→ **YOUR GOAL**: Each line of the data below either holds "BTreeMap" or does not. Report how many do, and only that.
··········
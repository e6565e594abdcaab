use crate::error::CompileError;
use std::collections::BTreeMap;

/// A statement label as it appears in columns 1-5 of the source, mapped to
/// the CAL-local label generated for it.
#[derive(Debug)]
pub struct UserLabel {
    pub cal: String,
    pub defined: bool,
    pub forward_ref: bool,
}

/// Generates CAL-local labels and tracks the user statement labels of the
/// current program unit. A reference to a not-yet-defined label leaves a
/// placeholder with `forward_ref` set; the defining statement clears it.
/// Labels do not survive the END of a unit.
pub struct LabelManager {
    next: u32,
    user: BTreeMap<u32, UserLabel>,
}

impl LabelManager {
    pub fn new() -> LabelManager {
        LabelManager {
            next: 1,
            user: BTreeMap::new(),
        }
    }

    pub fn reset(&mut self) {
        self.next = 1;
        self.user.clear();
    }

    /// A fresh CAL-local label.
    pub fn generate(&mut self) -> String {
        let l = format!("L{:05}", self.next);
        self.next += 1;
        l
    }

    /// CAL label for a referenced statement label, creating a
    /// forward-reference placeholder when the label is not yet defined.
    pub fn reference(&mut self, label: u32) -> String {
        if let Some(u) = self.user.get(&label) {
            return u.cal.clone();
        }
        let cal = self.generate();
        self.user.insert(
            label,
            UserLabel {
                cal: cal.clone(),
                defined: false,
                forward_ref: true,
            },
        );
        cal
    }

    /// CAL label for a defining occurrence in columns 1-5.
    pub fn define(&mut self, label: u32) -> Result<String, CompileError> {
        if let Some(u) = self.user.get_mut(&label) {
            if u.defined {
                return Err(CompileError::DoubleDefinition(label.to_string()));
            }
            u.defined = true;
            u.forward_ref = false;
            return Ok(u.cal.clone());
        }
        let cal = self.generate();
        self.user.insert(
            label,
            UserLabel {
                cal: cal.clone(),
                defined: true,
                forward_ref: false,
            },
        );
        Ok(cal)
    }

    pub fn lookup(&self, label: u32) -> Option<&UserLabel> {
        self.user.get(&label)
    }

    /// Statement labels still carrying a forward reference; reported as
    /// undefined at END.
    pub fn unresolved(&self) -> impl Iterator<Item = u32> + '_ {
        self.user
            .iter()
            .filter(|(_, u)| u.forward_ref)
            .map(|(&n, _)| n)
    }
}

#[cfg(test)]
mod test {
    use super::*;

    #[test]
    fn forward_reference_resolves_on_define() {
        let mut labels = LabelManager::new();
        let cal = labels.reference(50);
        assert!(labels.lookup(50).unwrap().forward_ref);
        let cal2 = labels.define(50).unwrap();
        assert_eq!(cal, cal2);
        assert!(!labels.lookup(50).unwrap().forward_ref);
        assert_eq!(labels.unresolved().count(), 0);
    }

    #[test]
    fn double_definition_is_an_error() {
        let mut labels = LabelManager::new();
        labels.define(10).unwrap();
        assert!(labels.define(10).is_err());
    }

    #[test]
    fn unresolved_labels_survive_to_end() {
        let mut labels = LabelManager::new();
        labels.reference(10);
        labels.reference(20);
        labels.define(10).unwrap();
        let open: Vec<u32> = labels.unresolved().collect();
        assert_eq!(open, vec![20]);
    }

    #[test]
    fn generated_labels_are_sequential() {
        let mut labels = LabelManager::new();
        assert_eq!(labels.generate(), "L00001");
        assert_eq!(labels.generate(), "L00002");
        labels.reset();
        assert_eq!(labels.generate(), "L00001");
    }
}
··········
→ **WORKED SOLUTION**: 3